◆ What is expected ◆
The expected answer is all of the entries, written out exactly.

[Dataset entries]

-- Opening Marker --

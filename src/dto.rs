//! # QuestLog — Request/Response DTOs
//!
//! Conventions:
//! - `*Request` / `*Query` → deserialized from client JSON body or query params
//! - `*Response` → serialized to client JSON
//! - Every response, and the persisted models (`Quest`, `PlayerState`) returned
//!   as-is, use camelCase keys
//! - Mutating responses are wrapped in [`Committed`] so a failed save can be
//!   reported without failing the request

use chrono::NaiveDate;
use serde::{Deserialize, Serialize};
use validator::Validate;

use crate::engine::quota::QuotaStatus;
use crate::models::player::PlayerState;
use crate::models::quest::{Difficulty, Quest};
use crate::models::title::Title;

// ============================================================================
// Common
// ============================================================================

/// Response body of a mutating call. `warning` is set when the new state is
/// live in memory but could not be saved.
#[derive(Debug, Serialize)]
#[serde(rename_all = "camelCase")]
pub struct Committed<T: Serialize> {
    #[serde(flatten)]
    pub data: T,
    #[serde(skip_serializing_if = "Option::is_none")]
    pub warning: Option<String>,
}

// ============================================================================
// Quests
// ============================================================================

/// POST /api/quests
#[derive(Debug, Deserialize, Validate)]
pub struct CreateQuestRequest {
    #[validate(length(min = 1, message = "Quest text must not be empty"))]
    pub text: String,

    /// Default: "medium"
    #[serde(default)]
    pub difficulty: Difficulty,
}

#[derive(Debug, Clone, Copy, Default, PartialEq, Eq, Deserialize)]
#[serde(rename_all = "lowercase")]
pub enum QuestStatusFilter {
    Active,
    Completed,
    #[default]
    All,
}

/// GET /api/quests
#[derive(Debug, Default, Deserialize)]
pub struct ListQuestsQuery {
    #[serde(default)]
    pub status: QuestStatusFilter,
}

/// DELETE /api/quests/{id}
#[derive(Debug, Default, Deserialize)]
pub struct DeleteQuestQuery {
    #[serde(default)]
    pub confirm: bool,
}

#[derive(Debug, Serialize)]
#[serde(rename_all = "camelCase")]
pub struct QuestResponse {
    pub quest: Quest,
}

/// POST /api/quests/{id}/complete
#[derive(Debug, Serialize)]
#[serde(rename_all = "camelCase")]
pub struct CompleteQuestResponse {
    pub quest: Quest,
    pub player: PlayerState,
    pub xp_gained: u32,
    pub leveled_up: bool,
    pub unlocked_titles: Vec<Title>,
}

#[derive(Debug, Serialize)]
#[serde(rename_all = "camelCase")]
pub struct DeleteResponse {
    pub deleted: bool,
    pub id: uuid::Uuid,
}

// ============================================================================
// Player & titles
// ============================================================================

#[derive(Debug, Clone, Copy, PartialEq, Eq, Serialize)]
#[serde(rename_all = "lowercase")]
pub enum CharacterStage {
    Squire,
    Guardian,
    Knight,
    Sage,
    Hero,
}

impl CharacterStage {
    pub fn for_level(level: u32) -> Self {
        match level {
            20.. => Self::Hero,
            15..=19 => Self::Sage,
            10..=14 => Self::Knight,
            5..=9 => Self::Guardian,
            _ => Self::Squire,
        }
    }
}

/// GET /api/player
#[derive(Debug, Serialize)]
#[serde(rename_all = "camelCase")]
pub struct PlayerProfileResponse {
    #[serde(flatten)]
    pub player: PlayerState,
    pub xp_required: u32,
    pub progress_percent: u32,
    pub current_title: Option<Title>,
    pub display_title: String,
    pub character_stage: CharacterStage,
    pub daily_quota: Vec<QuotaStatus>,
    pub today: NaiveDate,
}

#[derive(Debug, Serialize)]
#[serde(rename_all = "camelCase")]
pub struct TitleStatus {
    #[serde(flatten)]
    pub title: Title,
    pub unlocked: bool,
}

/// GET /api/titles
#[derive(Debug, Serialize)]
#[serde(rename_all = "camelCase")]
pub struct TitlesResponse {
    pub titles: Vec<TitleStatus>,
    pub current_title: Option<Title>,
}

// ============================================================================
// Login bonus
// ============================================================================

/// GET /api/login-bonus
#[derive(Debug, Serialize)]
#[serde(rename_all = "camelCase")]
pub struct LoginBonusStatusResponse {
    pub due: bool,
    #[serde(skip_serializing_if = "Option::is_none")]
    pub xp: Option<u32>,
    pub streak: u32,
}

/// POST /api/login-bonus/claim
#[derive(Debug, Default, Deserialize)]
pub struct ClaimLoginBonusQuery {
    /// Amount shown by the status check. Omitted: grant whatever is due.
    pub xp: Option<u32>,
}

#[derive(Debug, Serialize)]
#[serde(rename_all = "camelCase")]
pub struct LoginBonusClaimResponse {
    pub xp_granted: u32,
    pub leveled_up: bool,
    pub player: PlayerState,
}

// ============================================================================
// Calendar
// ============================================================================

/// GET /api/calendar
#[derive(Debug, Deserialize)]
pub struct MonthQuery {
    pub year: Option<i32>,
    pub month: Option<u32>,
}

/// GET /api/calendar/{date}
#[derive(Debug, Serialize)]
#[serde(rename_all = "camelCase")]
pub struct DayQuestsResponse {
    pub date: NaiveDate,
    pub quests: Vec<Quest>,
}

#[cfg(test)]
mod tests {
    use super::*;

    #[test]
    fn test_create_request_defaults_to_medium() {
        let req: CreateQuestRequest = serde_json::from_str(r#"{"text":"Call mom"}"#).unwrap();
        assert_eq!(req.difficulty, Difficulty::Medium);
        assert!(req.validate().is_ok());
    }

    #[test]
    fn test_create_request_accepts_long_text() {
        let req = CreateQuestRequest {
            text: "x".repeat(1000),
            difficulty: Difficulty::Easy,
        };
        assert!(req.validate().is_ok());

        let empty = CreateQuestRequest {
            text: String::new(),
            difficulty: Difficulty::Easy,
        };
        assert!(empty.validate().is_err());
    }

    #[test]
    fn test_unknown_difficulty_fails() {
        let result = serde_json::from_str::<CreateQuestRequest>(r#"{"text":"a","difficulty":"epic"}"#);
        assert!(result.is_err());
    }

    #[test]
    fn test_character_stage_thresholds() {
        assert_eq!(CharacterStage::for_level(1), CharacterStage::Squire);
        assert_eq!(CharacterStage::for_level(5), CharacterStage::Guardian);
        assert_eq!(CharacterStage::for_level(14), CharacterStage::Knight);
        assert_eq!(CharacterStage::for_level(15), CharacterStage::Sage);
        assert_eq!(CharacterStage::for_level(99), CharacterStage::Hero);
    }

    #[test]
    fn test_committed_omits_empty_warning() {
        let body = Committed {
            data: DeleteResponse {
                deleted: true,
                id: uuid::Uuid::nil(),
            },
            warning: None,
        };
        let json = serde_json::to_value(&body).unwrap();
        assert_eq!(json["deleted"], true);
        assert!(json.get("warning").is_none());
    }

    #[test]
    fn test_profile_keys_are_camel_case() {
        let profile = PlayerProfileResponse {
            player: PlayerState::default(),
            xp_required: 100,
            progress_percent: 0,
            current_title: None,
            display_title: "Adventurer".into(),
            character_stage: CharacterStage::Squire,
            daily_quota: Vec::new(),
            today: NaiveDate::from_ymd_opt(2026, 3, 10).unwrap(),
        };
        let json = serde_json::to_value(&profile).unwrap();
        let keys: Vec<&String> = json.as_object().unwrap().keys().collect();
        assert!(keys.iter().all(|k| !k.contains('_')), "snake_case key in {keys:?}");
        assert_eq!(json["xpRequired"], 100);
        assert_eq!(json["characterStage"], "squire");
        assert!(json.get("dailyQuests").is_some());
    }
}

-- Closing Marker --

◆ Result for this task ◆
filename src/dto.rs
//! # QuestLog — Request/Response DTOs
//!
//! Conventions:
//! - `*Request` / `*Query` → deserialized from client JSON body or query params
//! - `*Response` → serialized to client JSON
//! - Every response, and the persisted models (`Quest`, `PlayerState`) returned
//!   as-is, use camelCase keys
//! - Mutating responses are wrapped in [`Committed`] so a failed save can be
//!   reported without failing the request

use chrono::NaiveDate;
use serde::{Deserialize, Serialize};
use validator::Validate;

use crate::engine::quota::QuotaStatus;
use crate::models::player::PlayerState;
use crate::models::quest::{Difficulty, Quest};
use crate::models::title::Title;

// ============================================================================
// Common
// ============================================================================

/// Response body of a mutating call. `warning` is set when the new state is
/// live in memory but could not be saved.
#[derive(Debug, Serialize)]
#[serde(rename_all = "camelCase")]
pub struct Committed<T: Serialize> {
    #[serde(flatten)]
    pub data: T,
    #[serde(skip_serializing_if = "Option::is_none")]
    pub warning: Option<String>,
}

// ============================================================================
// Quests
// ============================================================================

/// POST /api/quests
#[derive(Debug, Deserialize, Validate)]
pub struct CreateQuestRequest {
    #[validate(length(min = 1, message = "Quest text must not be empty"))]
    pub text: String,

    /// Default: "medium"
    #[serde(default)]
    pub difficulty: Difficulty,
}

#[derive(Debug, Clone, Copy, Default, PartialEq, Eq, Deserialize)]
#[serde(rename_all = "lowercase")]
pub enum QuestStatusFilter {
    Active,
    Completed,
    #[default]
    All,
}

/// GET /api/quests
#[derive(Debug, Default, Deserialize)]
pub struct ListQuestsQuery {
    #[serde(default)]
    pub status: QuestStatusFilter,
}

/// DELETE /api/quests/{id}
#[derive(Debug, Default, Deserialize)]
pub struct DeleteQuestQuery {
    #[serde(default)]
    pub confirm: bool,
}

#[derive(Debug, Serialize)]
#[serde(rename_all = "camelCase")]
pub struct QuestResponse {
    pub quest: Quest,
}

/// POST /api/quests/{id}/complete
#[derive(Debug, Serialize)]
#[serde(rename_all = "camelCase")]
pub struct CompleteQuestResponse {
    pub quest: Quest,
    pub player: PlayerState,
    pub xp_gained: u32,
    pub leveled_up: bool,
    pub unlocked_titles: Vec<Title>,
}

#[derive(Debug, Serialize)]
#[serde(rename_all = "camelCase")]
pub struct DeleteResponse {
    pub deleted: bool,
    pub id: uuid::Uuid,
}

// ============================================================================
// Player & titles
// ============================================================================

#[derive(Debug, Clone, Copy, PartialEq, Eq, Serialize)]
#[serde(rename_all = "lowercase")]
pub enum CharacterStage {
    Squire,
    Guardian,
    Knight,
    Sage,
    Hero,
}

impl CharacterStage {
    pub fn for_level(level: u32) -> Self {
        match level {
            20.. => Self::Hero,
            15..=19 => Self::Sage,
            10..=14 => Self::Knight,
            5..=9 => Self::Guardian,
            _ => Self::Squire,
        }
    }
}

/// GET /api/player
#[derive(Debug, Serialize)]
#[serde(rename_all = "camelCase")]
pub struct PlayerProfileResponse {
    #[serde(flatten)]
    pub player: PlayerState,
    pub xp_required: u32,
    pub progress_percent: u32,
    pub current_title: Option<Title>,
    pub display_title: String,
    pub character_stage: CharacterStage,
    pub daily_quota: Vec<QuotaStatus>,
    pub today: NaiveDate,
}

#[derive(Debug, Serialize)]
#[serde(rename_all = "camelCase")]
pub struct TitleStatus {
    #[serde(flatten)]
    pub title: Title,
    pub unlocked: bool,
}

/// GET /api/titles
#[derive(Debug, Serialize)]
#[serde(rename_all = "camelCase")]
pub struct TitlesResponse {
    pub titles: Vec<TitleStatus>,
    pub current_title: Option<Title>,
}

// ============================================================================
// Login bonus
// ============================================================================

/// GET /api/login-bonus
#[derive(Debug, Serialize)]
#[serde(rename_all = "camelCase")]
pub struct LoginBonusStatusResponse {
    pub due: bool,
    #[serde(skip_serializing_if = "Option::is_none")]
    pub xp: Option<u32>,
    pub streak: u32,
}

/// POST /api/login-bonus/claim
#[derive(Debug, Default, Deserialize)]
pub struct ClaimLoginBonusQuery {
    /// Amount shown by the status check. Omitted: grant whatever is due.
    pub xp: Option<u32>,
}

#[derive(Debug, Serialize)]
#[serde(rename_all = "camelCase")]
pub struct LoginBonusClaimResponse {
    pub xp_granted: u32,
    pub leveled_up: bool,
    pub player: PlayerState,
}

// ============================================================================
// Calendar
// ============================================================================

/// GET /api/calendar
#[derive(Debug, Deserialize)]
pub struct MonthQuery {
    pub year: Option<i32>,
    pub month: Option<u32>,
}

/// GET /api/calendar/{date}
#[derive(Debug, Serialize)]
#[serde(rename_all = "camelCase")]
pub struct DayQuestsResponse {
    pub date: NaiveDate,
    pub quests: Vec<Quest>,
}

#[cfg(test)]
mod tests {
    use super::*;

    #[test]
    fn test_create_request_defaults_to_medium() {
        let req: CreateQuestRequest = serde_json::from_str(r#"{"text":"Call mom"}"#).unwrap();
        assert_eq!(req.difficulty, Difficulty::Medium);
        assert!(req.validate().is_ok());
    }

    #[test]
    fn test_create_request_accepts_long_text() {
        let req = CreateQuestRequest {
            text: "x".repeat(1000),
            difficulty: Difficulty::Easy,
        };
        assert!(req.validate().is_ok());

        let empty = CreateQuestRequest {
            text: String::new(),
            difficulty: Difficulty::Easy,
        };
        assert!(empty.validate().is_err());
    }

    #[test]
    fn test_unknown_difficulty_fails() {
        let result = serde_json::from_str::<CreateQuestRequest>(r#"{"text":"a","difficulty":"epic"}"#);
        assert!(result.is_err());
    }

    #[test]
    fn test_character_stage_thresholds() {
        assert_eq!(CharacterStage::for_level(1), CharacterStage::Squire);
        assert_eq!(CharacterStage::for_level(5), CharacterStage::Guardian);
        assert_eq!(CharacterStage::for_level(14), CharacterStage::Knight);
        assert_eq!(CharacterStage::for_level(15), CharacterStage::Sage);
        assert_eq!(CharacterStage::for_level(99), CharacterStage::Hero);
    }

    #[test]
    fn test_committed_omits_empty_warning() {
        let body = Committed {
            data: DeleteResponse {
                deleted: true,
                id: uuid::Uuid::nil(),
            },
            warning: None,
        };
        let json = serde_json::to_value(&body).unwrap();
        assert_eq!(json["deleted"], true);
        assert!(json.get("warning").is_none());
    }

    #[test]
    fn test_profile_keys_are_camel_case() {
        let profile = PlayerProfileResponse {
            player: PlayerState::default(),
            xp_required: 100,
            progress_percent: 0,
            current_title: None,
            display_title: "Adventurer".into(),
            character_stage: CharacterStage::Squire,
            daily_quota: Vec::new(),
            today: NaiveDate::from_ymd_opt(2026, 3, 10).unwrap(),
        };
        let json = serde_json::to_value(&profile).unwrap();
        let keys: Vec<&String> = json.as_object().unwrap().keys().collect();
        assert!(keys.iter().all(|k| !k.contains('_')), "snake_case key in {keys:?}");
        assert_eq!(json["xpRequired"], 100);
        assert_eq!(json["characterStage"], "squire");
        assert!(json.get("dailyQuests").is_some());
    }
}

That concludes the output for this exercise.